[DATA PROVIDED]

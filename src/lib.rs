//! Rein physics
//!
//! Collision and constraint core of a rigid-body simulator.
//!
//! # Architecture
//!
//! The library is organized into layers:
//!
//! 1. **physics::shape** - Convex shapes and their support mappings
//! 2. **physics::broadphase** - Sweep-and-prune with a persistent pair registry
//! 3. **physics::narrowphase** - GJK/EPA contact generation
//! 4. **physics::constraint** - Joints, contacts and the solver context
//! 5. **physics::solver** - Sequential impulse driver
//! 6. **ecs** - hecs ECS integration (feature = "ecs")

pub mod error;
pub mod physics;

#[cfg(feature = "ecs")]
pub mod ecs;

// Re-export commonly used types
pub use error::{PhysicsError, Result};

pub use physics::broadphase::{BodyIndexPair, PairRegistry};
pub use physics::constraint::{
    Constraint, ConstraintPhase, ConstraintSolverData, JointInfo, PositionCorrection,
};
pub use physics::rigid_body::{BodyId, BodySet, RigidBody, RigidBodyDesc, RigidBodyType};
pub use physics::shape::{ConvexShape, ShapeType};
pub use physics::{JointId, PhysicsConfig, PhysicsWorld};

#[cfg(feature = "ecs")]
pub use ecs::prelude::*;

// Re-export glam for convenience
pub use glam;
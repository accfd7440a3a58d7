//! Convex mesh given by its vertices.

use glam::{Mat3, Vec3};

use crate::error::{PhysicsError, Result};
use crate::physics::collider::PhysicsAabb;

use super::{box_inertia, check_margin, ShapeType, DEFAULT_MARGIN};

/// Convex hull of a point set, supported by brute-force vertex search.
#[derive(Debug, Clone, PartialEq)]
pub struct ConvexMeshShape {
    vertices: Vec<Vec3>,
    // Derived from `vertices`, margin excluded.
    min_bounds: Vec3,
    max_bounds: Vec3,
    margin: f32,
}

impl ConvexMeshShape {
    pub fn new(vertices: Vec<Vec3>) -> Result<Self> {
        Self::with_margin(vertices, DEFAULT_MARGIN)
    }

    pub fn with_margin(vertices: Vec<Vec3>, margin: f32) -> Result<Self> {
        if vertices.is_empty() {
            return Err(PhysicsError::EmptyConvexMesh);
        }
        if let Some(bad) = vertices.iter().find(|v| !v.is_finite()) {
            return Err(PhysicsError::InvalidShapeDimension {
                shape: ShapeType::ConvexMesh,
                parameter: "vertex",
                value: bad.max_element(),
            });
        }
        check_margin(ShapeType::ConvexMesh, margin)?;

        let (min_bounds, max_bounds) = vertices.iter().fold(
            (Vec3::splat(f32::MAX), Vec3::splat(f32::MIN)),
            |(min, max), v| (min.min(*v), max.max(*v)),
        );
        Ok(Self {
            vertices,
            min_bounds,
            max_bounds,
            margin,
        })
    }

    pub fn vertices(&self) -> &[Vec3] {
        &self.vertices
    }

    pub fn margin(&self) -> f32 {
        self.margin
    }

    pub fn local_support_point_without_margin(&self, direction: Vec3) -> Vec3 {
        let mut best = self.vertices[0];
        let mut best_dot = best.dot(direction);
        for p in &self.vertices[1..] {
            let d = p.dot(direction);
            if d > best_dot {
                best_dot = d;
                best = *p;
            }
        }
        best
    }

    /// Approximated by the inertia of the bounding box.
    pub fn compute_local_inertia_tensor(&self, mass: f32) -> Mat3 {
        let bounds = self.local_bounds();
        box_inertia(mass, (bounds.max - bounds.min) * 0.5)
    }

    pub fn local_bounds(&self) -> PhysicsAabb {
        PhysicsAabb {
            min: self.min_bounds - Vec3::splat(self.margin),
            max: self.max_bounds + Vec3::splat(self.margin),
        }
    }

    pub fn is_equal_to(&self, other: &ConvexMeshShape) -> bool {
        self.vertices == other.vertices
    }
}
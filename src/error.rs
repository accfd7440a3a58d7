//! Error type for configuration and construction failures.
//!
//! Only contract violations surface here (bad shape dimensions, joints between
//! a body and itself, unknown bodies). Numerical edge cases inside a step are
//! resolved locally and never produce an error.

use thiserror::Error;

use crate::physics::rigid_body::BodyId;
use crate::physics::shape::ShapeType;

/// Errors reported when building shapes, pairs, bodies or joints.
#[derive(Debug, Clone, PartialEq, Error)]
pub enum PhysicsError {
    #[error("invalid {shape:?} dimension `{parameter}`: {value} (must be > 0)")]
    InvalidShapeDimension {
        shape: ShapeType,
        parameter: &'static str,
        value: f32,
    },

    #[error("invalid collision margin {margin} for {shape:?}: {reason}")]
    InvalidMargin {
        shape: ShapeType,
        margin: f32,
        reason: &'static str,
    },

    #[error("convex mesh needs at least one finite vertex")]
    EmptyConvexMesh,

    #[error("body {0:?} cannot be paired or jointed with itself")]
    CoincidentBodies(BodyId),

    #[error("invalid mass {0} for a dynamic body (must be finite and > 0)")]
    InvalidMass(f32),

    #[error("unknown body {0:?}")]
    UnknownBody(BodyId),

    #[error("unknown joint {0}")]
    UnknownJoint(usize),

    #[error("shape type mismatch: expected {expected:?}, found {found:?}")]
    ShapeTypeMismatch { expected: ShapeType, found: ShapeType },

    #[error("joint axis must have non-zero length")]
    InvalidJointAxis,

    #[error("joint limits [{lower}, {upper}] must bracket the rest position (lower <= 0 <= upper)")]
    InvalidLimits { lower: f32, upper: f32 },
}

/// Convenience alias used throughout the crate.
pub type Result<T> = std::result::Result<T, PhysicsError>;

[/DATA PROVIDED]

TASK ITEM: Each line of the data above is to be duplicated exactly.

ANSWER BELOW:
filename src/lib.rs
//! Rein physics
//!
//! Collision and constraint core of a rigid-body simulator.
//!
//! # Architecture
//!
//! The library is organized into layers:
//!
//! 1. **physics::shape** - Convex shapes and their support mappings
//! 2. **physics::broadphase** - Sweep-and-prune with a persistent pair registry
//! 3. **physics::narrowphase** - GJK/EPA contact generation
//! 4. **physics::constraint** - Joints, contacts and the solver context
//! 5. **physics::solver** - Sequential impulse driver
//! 6. **ecs** - hecs ECS integration (feature = "ecs")

pub mod error;
pub mod physics;

#[cfg(feature = "ecs")]
pub mod ecs;

// Re-export commonly used types
pub use error::{PhysicsError, Result};

pub use physics::broadphase::{BodyIndexPair, PairRegistry};
pub use physics::constraint::{
    Constraint, ConstraintPhase, ConstraintSolverData, JointInfo, PositionCorrection,
};
pub use physics::rigid_body::{BodyId, BodySet, RigidBody, RigidBodyDesc, RigidBodyType};
pub use physics::shape::{ConvexShape, ShapeType};
pub use physics::{JointId, PhysicsConfig, PhysicsWorld};

#[cfg(feature = "ecs")]
pub use ecs::prelude::*;

// Re-export glam for convenience
pub use glam;
repository accfd7440a3a58d7
//! Convex mesh given by its vertices.

use glam::{Mat3, Vec3};

use crate::error::{PhysicsError, Result};
use crate::physics::collider::PhysicsAabb;

use super::{box_inertia, check_margin, ShapeType, DEFAULT_MARGIN};

/// Convex hull of a point set, supported by brute-force vertex search.
#[derive(Debug, Clone, PartialEq)]
pub struct ConvexMeshShape {
    vertices: Vec<Vec3>,
    // Derived from `vertices`, margin excluded.
    min_bounds: Vec3,
    max_bounds: Vec3,
    margin: f32,
}

impl ConvexMeshShape {
    pub fn new(vertices: Vec<Vec3>) -> Result<Self> {
        Self::with_margin(vertices, DEFAULT_MARGIN)
    }

    pub fn with_margin(vertices: Vec<Vec3>, margin: f32) -> Result<Self> {
        if vertices.is_empty() {
            return Err(PhysicsError::EmptyConvexMesh);
        }
        if let Some(bad) = vertices.iter().find(|v| !v.is_finite()) {
            return Err(PhysicsError::InvalidShapeDimension {
                shape: ShapeType::ConvexMesh,
                parameter: "vertex",
                value: bad.max_element(),
            });
        }
        check_margin(ShapeType::ConvexMesh, margin)?;

        let (min_bounds, max_bounds) = vertices.iter().fold(
            (Vec3::splat(f32::MAX), Vec3::splat(f32::MIN)),
            |(min, max), v| (min.min(*v), max.max(*v)),
        );
        Ok(Self {
            vertices,
            min_bounds,
            max_bounds,
            margin,
        })
    }

    pub fn vertices(&self) -> &[Vec3] {
        &self.vertices
    }

    pub fn margin(&self) -> f32 {
        self.margin
    }

    pub fn local_support_point_without_margin(&self, direction: Vec3) -> Vec3 {
        let mut best = self.vertices[0];
        let mut best_dot = best.dot(direction);
        for p in &self.vertices[1..] {
            let d = p.dot(direction);
            if d > best_dot {
                best_dot = d;
                best = *p;
            }
        }
        best
    }

    /// Approximated by the inertia of the bounding box.
    pub fn compute_local_inertia_tensor(&self, mass: f32) -> Mat3 {
        let bounds = self.local_bounds();
        box_inertia(mass, (bounds.max - bounds.min) * 0.5)
    }

    pub fn local_bounds(&self) -> PhysicsAabb {
        PhysicsAabb {
            min: self.min_bounds - Vec3::splat(self.margin),
            max: self.max_bounds + Vec3::splat(self.margin),
        }
    }

    pub fn is_equal_to(&self, other: &ConvexMeshShape) -> bool {
        self.vertices == other.vertices
    }
}
filename src/error.rs
repository accfd7440a3a58d7
//! Error type for configuration and construction failures.
//!
//! Only contract violations surface here (bad shape dimensions, joints between
//! a body and itself, unknown bodies). Numerical edge cases inside a step are
//! resolved locally and never produce an error.

use thiserror::Error;

use crate::physics::rigid_body::BodyId;
use crate::physics::shape::ShapeType;

/// Errors reported when building shapes, pairs, bodies or joints.
#[derive(Debug, Clone, PartialEq, Error)]
pub enum PhysicsError {
    #[error("invalid {shape:?} dimension `{parameter}`: {value} (must be > 0)")]
    InvalidShapeDimension {
        shape: ShapeType,
        parameter: &'static str,
        value: f32,
    },

    #[error("invalid collision margin {margin} for {shape:?}: {reason}")]
    InvalidMargin {
        shape: ShapeType,
        margin: f32,
        reason: &'static str,
    },

    #[error("convex mesh needs at least one finite vertex")]
    EmptyConvexMesh,

    #[error("body {0:?} cannot be paired or jointed with itself")]
    CoincidentBodies(BodyId),

    #[error("invalid mass {0} for a dynamic body (must be finite and > 0)")]
    InvalidMass(f32),

    #[error("unknown body {0:?}")]
    UnknownBody(BodyId),

    #[error("unknown joint {0}")]
    UnknownJoint(usize),

    #[error("shape type mismatch: expected {expected:?}, found {found:?}")]
    ShapeTypeMismatch { expected: ShapeType, found: ShapeType },

    #[error("joint axis must have non-zero length")]
    InvalidJointAxis,

    #[error("joint limits [{lower}, {upper}] must bracket the rest position (lower <= 0 <= upper)")]
    InvalidLimits { lower: f32, upper: f32 },
}

/// Convenience alias used throughout the crate.
pub type Result<T> = std::result::Result<T, PhysicsError>;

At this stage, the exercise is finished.